In addition to these active Deaconesses, and as forming a portion of the one "tagma" or order of the dedicated life, is found in Holy Scripture the class of Ecclesiastical widows. St. Paul gives a full account of them in the fifth chapter of the First Epistle to Timothy. He speaks of the natural widow, of her life and duty in the first eight verses. Then (from ver. 8 to 16) he describes the Ecclesiastical widow and gives rules for her admission, and for the placing of her name on the Church's roll. This enrollment implied a dedication to the widowed estate from which it was a sin to withdraw (ver. 12). St. Paul, therefore, would not have the younger widows enrolled (ver. n, 13), nor any save those who, according to the rule laid down for the Bishops (I Tim. iii. 2) and Deacons (I Tim. iii. 12), were but once married, "having been the wife of one man" (I Tim. v. 9). They were to be also persons well reputed for good works, and be sixty years of age. And, since the Church became responsible to aid them pecuniarily, he would not have any received whose relatives (ver. 16) could support them. From the rule limiting them, alike with the clergy, to but one marriage, it may be, as Canon Carter suggests, that they occupied some official position in carrying on some Church work, probably overlooking the younger widows and the recipients of the Church's alms. While the work of the Deaconess was of a more active character, that of those Ecclesiastical widows, like holy Anna and others, who waited in the Temple, was of a contemplative nature, "serving God," as their Jewish sisters had done before, "by fastings and prayers night and day."

But along with the active Deaconesses and the Professed widows there were women entered on the ecclesiastical registers as belonging to a class of persons who, for the love of Christ, had entirely dedicated themselves to Him in a single life. The Virgins were those who chose virginity that they might with more undistracted mind serve the Lord. They were sometimes included under the name of "widow," which was probably used as a general term in Holy Scripture to designate the entire order of consecrated women. It was certainly so used in sub-apostolic times, as may be seen from the writings of St. Ignatius and St. Clement. Belonging to the rank of dedicated virgins, we read, were the four daughters of the evangelist Philip. That they made profession of virginity is fairly to be inferred, for had they been merely unmarried women, "to have recorded the fact," says Blunt, in his commentaries, "that they were virgins would have been superfluous and unmeaning."
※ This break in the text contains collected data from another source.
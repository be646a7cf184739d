use crate::bitpack::{pack_bits, unpack_bits};
use crate::coords::{decode_coords, encode_coords};
use gol_base::Result;
use gol_grid::{size_int_bytes, Cell, InitialPixels};

/// Choose whichever of the two initial-grid encodings is smaller on the
/// wire: a dense bit-packed plane, or a sparse list of alive coordinates.
pub fn encode_initial(pixels: &[u8], width: u32, height: u32) -> InitialPixels {
    let size = size_int_bytes(width.max(height));
    let alive: Vec<Cell> = pixels
        .iter()
        .enumerate()
        .filter(|(_, &p)| p != 0)
        .map(|(i, _)| Cell::new((i as u32) % width, (i as u32) / width))
        .collect();
    let coord_bytes = encode_coords(&alive, size);
    let packed_bytes = pack_bits(pixels);
    if coord_bytes.len() < packed_bytes.len() {
        InitialPixels::Coordinates(coord_bytes)
    } else {
        InitialPixels::BitPacked(packed_bytes)
    }
}

pub fn decode_initial(
    encoded: &InitialPixels,
    width: u32,
    height: u32,
) -> Result<Vec<u8>> {
    let count = (width as usize) * (height as usize);
    match encoded {
        InitialPixels::BitPacked(bytes) => Ok(unpack_bits(bytes, count)),
        InitialPixels::Coordinates(bytes) => {
            let size = size_int_bytes(width.max(height));
            let cells = decode_coords(bytes, size)?;
            let mut pixels = vec![0u8; count];
            for c in cells {
                pixels[(c.y as usize) * (width as usize) + (c.x as usize)] = 255;
            }
            Ok(pixels)
        }
    }
}

#[cfg(test)]
mod test {
    use super::*;
    use test_log::test;

    #[test]
    fn test_roundtrip_sparse_grid_picks_coordinates() {
        let width = 64u32;
        let height = 64u32;
        let mut pixels = vec![0u8; (width * height) as usize];
        pixels[10] = 255;
        pixels[200] = 255;
        let encoded = encode_initial(&pixels, width, height);
        assert!(matches!(encoded, InitialPixels::Coordinates(_)));
        let decoded = decode_initial(&encoded, width, height).unwrap();
        assert_eq!(decoded, pixels);
    }

    #[test]
    fn test_roundtrip_dense_grid_picks_bitpacked() {
        let width = 16u32;
        let height = 16u32;
        let pixels: Vec<u8> = (0..width * height)
            .map(|i| if i % 2 == 0 { 255 } else { 0 })
            .collect();
        let encoded = encode_initial(&pixels, width, height);
        assert!(matches!(encoded, InitialPixels::BitPacked(_)));
        let decoded = decode_initial(&encoded, width, height).unwrap();
        assert_eq!(decoded, pixels);
    }
}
The Virgins so called in Holy Scripture, and also known as Ascetics or Canonical Virgins in primitive times, held no office in the Church, and at first lived in their own homes. They were to be found everywhere. Justin Martyr, writing about A,D. 148, says that " there are many men and women of sixty or seventy years of age who were made Christ's disciples in their youth and remained in a state of virginity; and I declare I can point out such persons in every rank of society."

Exhortations to such complete surrender and the tests of such a vocation are given by St. Paul in the seventh chapter of the First Epistle to the Corinthians. He there refers to married and unmarried estates in Christ as being alike gifts of God. The spiritual advantages of the dedicated virgin estate are so set forth by this Apostle as to show, according to St. Augustine, that he is speaking, not for a present necessity only, but for all time. This also is the view of St. Chrysostom, St. Ambrose, and St. Jerome.
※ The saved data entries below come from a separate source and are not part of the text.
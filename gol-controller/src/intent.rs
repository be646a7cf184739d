use crossterm::event::{self, Event as CtEvent, KeyCode, KeyEventKind};
use crossterm::terminal::{disable_raw_mode, enable_raw_mode};
use gol_base::{GolError, Result};

/// A user-driven action, translated from a keypress (or a test fake) into
/// the `Broker.*` RPC it corresponds to.
#[derive(Clone, Copy, Debug, Eq, PartialEq)]
pub enum Intent {
    Save,
    Pause,
    Resume,
    Quit,
    Kill,
}

/// Yields the controller's next user intent. Blocking by design -- the
/// production implementation waits on a real keypress, and a session with
/// no pending intent has nothing else for this source to do.
pub trait IntentSource {
    /// Returns `None` once the source is exhausted (terminal closed, fake
    /// drained) -- the controller treats that the same as a `Quit`.
    fn next_intent(&mut self) -> Option<Intent>;
}

/// Reads raw terminal keypresses and maps `{s, p, q, k}` onto `Intent`,
/// exactly as the session this is grounded in: `p` toggles a local
/// pause/resume flag rather than always emitting `Pause`.
pub struct CrosstermIntentSource {
    paused: bool,
}

impl CrosstermIntentSource {
    pub fn new() -> Result<Self> {
        enable_raw_mode().map_err(|e| GolError::Io(e.to_string()))?;
        Ok(CrosstermIntentSource { paused: false })
    }
}

impl Drop for CrosstermIntentSource {
    fn drop(&mut self) {
        let _ = disable_raw_mode();
    }
}

impl IntentSource for CrosstermIntentSource {
    fn next_intent(&mut self) -> Option<Intent> {
        loop {
            let ev = event::read().ok()?;
            let CtEvent::Key(key) = ev else { continue };
            if key.kind != KeyEventKind::Press {
                continue;
            }
            return match key.code {
                KeyCode::Char('s') => Some(Intent::Save),
                KeyCode::Char('q') => Some(Intent::Quit),
                KeyCode::Char('k') => Some(Intent::Kill),
                KeyCode::Char('p') => {
                    self.paused = !self.paused;
                    Some(if self.paused {
                        Intent::Pause
                    } else {
                        Intent::Resume
                    })
                }
                _ => continue,
            };
        }
    }
}

#[cfg(test)]
pub struct FakeIntentSource {
    queue: std::collections::VecDeque<Intent>,
}

#[cfg(test)]
impl FakeIntentSource {
    pub fn new(intents: Vec<Intent>) -> Self {
        FakeIntentSource {
            queue: intents.into(),
        }
    }
}

#[cfg(test)]
impl IntentSource for FakeIntentSource {
    fn next_intent(&mut self) -> Option<Intent> {
        self.queue.pop_front()
    }
}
St. Paul gives also five tests of a true vocation (I Cor. vii. 37). The carefully-formed judgment, the steadfastness of purpose, the freedom from necessity, the acquired empire over the will, and the decree of the enfranchised heart held by a nobler love. And, exhorting the father, as the priest of the household, to dedicate his daughter to this life (not, of course, without her implied consent), he says: "He that giveth her in marriage doeth well, but he that giveth her not in marriage doeth better." "The virgin daughter's wishes," says Bishop Wordsworth, in his commentary on this passage, "are blended in one with her parents', but the parent gives expression to them." Given thus by their parents, it may be at an early age, these virgins made a public profession of their purpose, and were entered on the canonical rolls as Dedicated Virgins. They had recognized their "calling" (I Cor. vii. 24), they had been admitted into their "lot." Their estate was as recognized as that of the marriage state, and regarded as equally permanent. The English prayer-book bears witness to these two estates in the marriage service when it speaks of some having "the gift of continency."

After certain years of perseverance these virgins might be consecrated by the Bishop. This was a solemn confirmation of their espousal to Christ, whose spiritual brides they had become. They then received a purple veil, distinguished from their former one by being marked with a cross. In what regard they were held is eloquently expressed in the well-known passage of Tertullian, written in the latter part of the second century. "Consider," he says, "the examples of our sisters, whose names are with the Lord, who, not compelled by lack of beauty, or by advanced years, prefer holiness to husbands, for they choose to be brides of God. For God they are beautiful; for God they are virgins; with Him they live; with Him they hold converse; with Him they are busied day and night; they offer their prayers to the Lord as their dowries, and so often as they desire, they obtain honour from Him as the bridegroom's gift. Thus they have won for themselves the eternal gift of the Lord, and even upon earth, by abstinence from marriage, they are ranked in the family of angels.'^

The distinction between these different classes in the one order of dedicated Christian women should be remembered because, while the office of Deaconess passed away (to be revived, indeed, and for good purpose, In our times), the Sisters of the present day are the spiritual descendants of these Canonical Virgins, who were lay-women, not Church officers; whose existence sprung from devotion, not from the needs of the Church; who lived at home and under its discipline, and were not, like the Deaconesses, under the immediate direction of the Bishop. It belongs to the Episcopate, as representing the highest order of the Church, to formally approve of the Constitutions and Rule of a society of dedicated Virgins, but not to manage its internal affairs.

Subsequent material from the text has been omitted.